On the other hand, material is harmful to minors if:

  • It describes or represents, in any form, nudity, sexual conduct, sexual excitement, or sado-masochistic abuse;
  • considered as a whole, it appeals to the prurient interest in sex of minors;
  • It is patently offensive to prevailing standards in the adult community as a whole with respect to what is suitable matter for or performance before minors; and
  • Considered as a whole, it lacks serious literary, artistic, political, or scientific value for minors.

The process starts when an individual presents a written request to the relevant building principal in writing. The principal then informs the assistant superintendent of human resources of the request. The assistant superintendent, upon the superintendent’s approval, appoints a review committee.

Next, the committee renders a decision on whether the book should remain. The requester is able to appeal via a written request within 30 days to the superintendent, which is where the process is in this case. The board then advises the complainant of its final decision within 60 days.

Public comment

Niemoeller spent a large amount of his three-minute allotted time referring to letters to the editor on The Republic’s opinion page by writers who advocated for the book to stay in the library.

“I’d like to point out that both articles were devoid of many of the book’s obscene text. Of course, the reason for these omissions is obvious — The Republic newspaper does not consider that kind of language appropriate for this community and will not publish it, yet some school officials want to retain “Push” in the school library for minors to read freely,” he said.

The newspaper cannot reprint a book’s text without permission from the author and publisher and doing so without that approval would be a violation of copyright law.

Niemoeller disputed Indiana’s Code’s definition for what is obscene and harmful to minors, calling it a “minimum legal standard” that violates “local community standards,” although it’s unclear what set of local community standards he was referring to.

“It looks like we have a bizarre situation where particular content is deemed to be obscene for adults in public, but okay for minors in public school.

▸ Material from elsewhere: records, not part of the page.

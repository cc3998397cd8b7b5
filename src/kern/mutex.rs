//! Mutexes
//!
//! A mutex is its wait queue plus an owner thread id. Unlock transfers
//! ownership directly to the lowest-numbered waiter, so there is no window
//! in which a third thread can steal the lock between wake and re-acquire.
//! Unlock by a non-owner is a reported error, never silently ignored.

use log::trace;

use crate::kern::obj::ObjectKind;
use crate::kern::sched::Kernel;
use crate::types::{Error, ObjectId, Outcome, ThreadId, Ticks, TrapResult};

impl Kernel {
    /// Acquire the mutex, blocking while another thread owns it.
    pub fn mutex_lock(&mut self, th: ThreadId, oid: ObjectId) -> TrapResult {
        let idx = self.obj_check(oid, ObjectKind::Mutex)?;

        match self.mutex_owner[idx] {
            None => {
                self.mutex_owner[idx] = Some(th);
                trace!("{} locked {}", th, oid);
                Ok(Outcome::Done(0))
            }
            Some(owner) if owner == th => {
                if self.cfg.deadlock_check {
                    Err(Error::Deadlock)
                } else {
                    // Without the check a self-lock blocks forever; still
                    // park the thread so the state stays consistent.
                    self.wq_insert(oid.index(), th);
                    self.defer_sched();
                    Ok(Outcome::Blocked)
                }
            }
            Some(_) => {
                self.wq_insert(oid.index(), th);
                self.retval_set(th, 0);
                self.defer_sched();
                trace!("{} waits on {}", th, oid);
                Ok(Outcome::Blocked)
            }
        }
    }

    /// Acquire the mutex without blocking.
    pub fn mutex_try_lock(&mut self, th: ThreadId, oid: ObjectId) -> TrapResult {
        let idx = self.obj_check(oid, ObjectKind::Mutex)?;
        match self.mutex_owner[idx] {
            None => {
                self.mutex_owner[idx] = Some(th);
                Ok(Outcome::Done(0))
            }
            Some(owner) if owner == th && self.cfg.deadlock_check => Err(Error::Deadlock),
            Some(_) => Err(Error::Again),
        }
    }

    /// Acquire the mutex or give up after `ms` ticks.
    pub fn mutex_lock_timed(&mut self, th: ThreadId, oid: ObjectId, ms: Ticks) -> TrapResult {
        let idx = self.obj_check(oid, ObjectKind::Mutex)?;
        Self::check_timeout(ms)?;

        match self.mutex_owner[idx] {
            None => {
                self.mutex_owner[idx] = Some(th);
                Ok(Outcome::Done(0))
            }
            Some(owner) if owner == th && self.cfg.deadlock_check => Err(Error::Deadlock),
            Some(_) => {
                self.wq_insert_timed(oid.index(), th, ms);
                // Default result is the timeout; a handover rewrites it.
                self.retval_set(th, Error::Timeout.code() as u32);
                self.defer_sched();
                Ok(Outcome::Blocked)
            }
        }
    }

    /// Release the mutex, handing it to the next waiter if any.
    pub fn mutex_unlock(&mut self, th: ThreadId, oid: ObjectId) -> TrapResult {
        let idx = self.obj_check(oid, ObjectKind::Mutex)?;

        if self.mutex_owner[idx] != Some(th) {
            return Err(Error::NotOwner);
        }
        self.mutex_transfer(idx, oid.index());
        trace!("{} unlocked {}", th, oid);
        Ok(Outcome::Done(0))
    }

    /// Current owner of a mutex, for introspection and tests.
    pub fn mutex_owner_of(&self, oid: ObjectId) -> Result<Option<ThreadId>, Error> {
        let idx = self.obj_check(oid, ObjectKind::Mutex)?;
        Ok(self.mutex_owner[idx])
    }

    /// Give the mutex to the lowest-numbered waiter, or mark it free.
    pub(crate) fn mutex_transfer(&mut self, idx: usize, wq: usize) {
        match self.wq_head(wq) {
            Some(next) => {
                self.mutex_owner[idx] = Some(next);
                self.wakeup(wq, next);
                self.defer_sched();
            }
            None => {
                self.mutex_owner[idx] = None;
            }
        }
    }

    /// Release every mutex `th` owns (abort path). Waiters receive the
    /// lock as usual so no ownership dangles.
    pub(crate) fn mutex_abandon_all(&mut self, th: ThreadId) {
        for idx in 0..self.cfg.mutexes {
            if self.mutex_owner[idx] == Some(th) {
                let wq = self.map.mutex_base + idx;
                self.mutex_transfer(idx, wq);
            }
        }
    }
}

#[cfg(test)]
mod tests {
    use super::*;
    use crate::config::KernelConfig;
    use crate::kern::thread::ThreadInit;

    fn kernel_with(ids: &[u8]) -> Kernel {
        let mut k = Kernel::new(KernelConfig::default());
        for &id in ids {
            k.thread_create(
                ThreadInit::new(0x0800_0000, 0, 0x2000_0000 + id as u32 * 0x400, 512).with_id(id),
            )
            .unwrap();
        }
        k
    }

    #[test]
    fn lock_unlock_round_trip() {
        let mut k = kernel_with(&[0, 1]);
        let m = k.obj_alloc(ObjectKind::Mutex).unwrap();

        assert_eq!(k.mutex_lock(ThreadId(0), m), Ok(Outcome::Done(0)));
        assert_eq!(k.mutex_owner_of(m).unwrap(), Some(ThreadId(0)));
        assert_eq!(k.mutex_unlock(ThreadId(0), m), Ok(Outcome::Done(0)));
        assert_eq!(k.mutex_owner_of(m).unwrap(), None);
    }

    #[test]
    fn unlock_by_non_owner_is_reported_and_changes_nothing() {
        let mut k = kernel_with(&[0, 1]);
        let m = k.obj_alloc(ObjectKind::Mutex).unwrap();
        k.mutex_lock(ThreadId(0), m).unwrap();

        assert_eq!(k.mutex_unlock(ThreadId(1), m), Err(Error::NotOwner));
        assert_eq!(k.mutex_owner_of(m).unwrap(), Some(ThreadId(0)));

        // Unlocking an unowned mutex is a NotOwner error too.
        k.mutex_unlock(ThreadId(0), m).unwrap();
        assert_eq!(k.mutex_unlock(ThreadId(0), m), Err(Error::NotOwner));
    }

    #[test]
    fn unlock_hands_ownership_to_lowest_waiter() {
        let mut k = kernel_with(&[0, 2, 5]);
        let m = k.obj_alloc(ObjectKind::Mutex).unwrap();
        k.mutex_lock(ThreadId(0), m).unwrap();

        assert_eq!(k.mutex_lock(ThreadId(5), m), Ok(Outcome::Blocked));
        assert_eq!(k.mutex_lock(ThreadId(2), m), Ok(Outcome::Blocked));

        k.mutex_unlock(ThreadId(0), m).unwrap();
        // Direct transfer: the lowest-numbered waiter owns the lock already.
        assert_eq!(k.mutex_owner_of(m).unwrap(), Some(ThreadId(2)));
        assert!(k.is_ready(ThreadId(2)));
        assert!(!k.is_ready(ThreadId(5)));
        assert_eq!(k.thread_retval(ThreadId(2)), 0);
    }

    #[test]
    fn relock_is_deadlock_when_checked() {
        let mut k = kernel_with(&[0]);
        let m = k.obj_alloc(ObjectKind::Mutex).unwrap();
        k.mutex_lock(ThreadId(0), m).unwrap();
        assert_eq!(k.mutex_lock(ThreadId(0), m), Err(Error::Deadlock));
        assert_eq!(k.mutex_try_lock(ThreadId(0), m), Err(Error::Deadlock));
    }

    #[test]
    fn try_lock_never_blocks() {
        let mut k = kernel_with(&[0, 1]);
        let m = k.obj_alloc(ObjectKind::Mutex).unwrap();
        k.mutex_lock(ThreadId(0), m).unwrap();
        assert_eq!(k.mutex_try_lock(ThreadId(1), m), Err(Error::Again));
        assert!(k.is_ready(ThreadId(1)));
    }

    #[test]
    fn timed_lock_times_out_with_owner_intact() {
        let mut k = kernel_with(&[0, 1]);
        let m = k.obj_alloc(ObjectKind::Mutex).unwrap();
        k.mutex_lock(ThreadId(0), m).unwrap();

        assert_eq!(k.mutex_lock_timed(ThreadId(1), m, 2), Ok(Outcome::Blocked));
        k.clock_tick();
        k.clock_tick();
        assert!(k.is_ready(ThreadId(1)));
        assert_eq!(k.thread_retval(ThreadId(1)), Error::Timeout.code());
        assert_eq!(k.mutex_owner_of(m).unwrap(), Some(ThreadId(0)));
        assert_eq!(k.wq_count(m.index()), 0);
    }

    #[test]
    fn timed_lock_handover_beats_the_clock() {
        let mut k = kernel_with(&[0, 1]);
        let m = k.obj_alloc(ObjectKind::Mutex).unwrap();
        k.mutex_lock(ThreadId(0), m).unwrap();
        k.mutex_lock_timed(ThreadId(1), m, 10).unwrap();

        k.clock_tick();
        k.mutex_unlock(ThreadId(0), m).unwrap();
        assert_eq!(k.mutex_owner_of(m).unwrap(), Some(ThreadId(1)));
        assert_eq!(k.thread_retval(ThreadId(1)), 0);
    }

    // Scenario: three equal-weight threads each run 100 lock/compute/unlock
    // cycles against one mutex; the test plays the part of the CPU, running
    // whichever thread the scheduler picks and letting the clock rotate
    // them. Expected: 300 critical-section entries, never two at once.
    #[test]
    fn mutual_exclusion_scenario() {
        let _ = env_logger::builder().is_test(true).try_init();
        let mut k = kernel_with(&[0, 1, 2]);
        let m = k.obj_alloc(ObjectKind::Mutex).unwrap();

        let mut cycles = [0u32; 3];
        let mut holding = [false; 3];
        let mut pending = [false; 3];
        let mut entries = 0u32;
        let mut steps = 0u32;

        while entries < 300 || holding.iter().any(|&h| h) {
            steps += 1;
            assert!(steps < 100_000, "scenario failed to converge");

            k.clock_tick();
            let th = match k.schedule() {
                Some(th) => th,
                None => continue,
            };
            let i = th.index();

            if pending[i] {
                // Woken by the unlock handover: the lock is already ours.
                assert_eq!(k.mutex_owner_of(m).unwrap(), Some(th));
                assert_eq!(k.thread_retval(th), 0);
                pending[i] = false;
                holding[i] = true;
                entries += 1;
                assert_eq!(holding.iter().filter(|&&h| h).count(), 1);
            } else if holding[i] {
                k.mutex_unlock(th, m).unwrap();
                holding[i] = false;
                cycles[i] += 1;
            } else if cycles[i] < 100 {
                match k.mutex_lock(th, m).unwrap() {
                    Outcome::Done(0) => {
                        holding[i] = true;
                        entries += 1;
                        assert_eq!(holding.iter().filter(|&&h| h).count(), 1);
                    }
                    Outcome::Blocked => pending[i] = true,
                    Outcome::Done(_) => unreachable!(),
                }
            } else {
                // This thread finished its 100 cycles; park it.
                k.thread_pause(th).unwrap();
            }
        }

        assert_eq!(entries, 300);
        assert_eq!(cycles, [100, 100, 100]);
        assert_eq!(k.mutex_owner_of(m).unwrap(), None);
        assert_eq!(k.wq_count(m.index()), 0);
    }

    #[test]
    fn invalid_ids_are_rejected() {
        let mut k = kernel_with(&[0]);
        // Reserved queue ids are not mutexes.
        assert_eq!(
            k.mutex_lock(ThreadId(0), ObjectId(0)),
            Err(Error::InvalidObjectId)
        );
        // In-range but unallocated.
        let m = k.obj_alloc(ObjectKind::Mutex).unwrap();
        k.obj_free(m).unwrap();
        assert_eq!(k.mutex_lock(ThreadId(0), m), Err(Error::InvalidObjectId));
    }
}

Somehow, BCSC is reasoning that community standards for adults, as represented by the local newspaper, don’t apply to our community’s children.”

Following Niemoeller, a few individuals came up, all supporting the committee’s decision that the book stay in the library.

Richard Safford, who described himself as previously being a caseworker’s for a children’s home, psychiatric social worker and a Presbyterian minister, encouraged board members to listen to the committee and “those who have actually read these books, this one in particular, an award-winning book, from beginning to end.”

“Children that I’ve counseled, did not need a sanitized description, or sanitized reality, to understand what had happened to them,” Safford told the board. “This book is difficult — it’s intentionally difficult. Because children need to know that they’re not the only ones that this has happened to.”

Another community member, Bob Schoumacher, a retired pediatrician and professor of pediatrics, said he only heard about the appeal a few hours before the meeting. He noted he had not read the book, but said “Push” should not be removed.

“There is almost nothing that would ever be in a school library, that would not be worthy of a good discussion between a parent and a child,” Schoumacher said. “But to not have it be there, is the ultimate, ultimate censorship.”

Grace Patchett said she had read “Push,” realizing later in life that the events it describes were a lot more common than she initially thought when she first read the book. She also discussed being able to turn to a “trusted librarian” while in school, “who helped me learn the things that my ultra-conservative parents would not allow me to learn.”

“I don’t know have too much more to say other than I think it’s incredibly important to remember the words of our own Hoosier-native author Kurt Vonnegut that he hates to see that Americans are taught to fear some books and some ideas as though they are diseases,” Patchett told the board.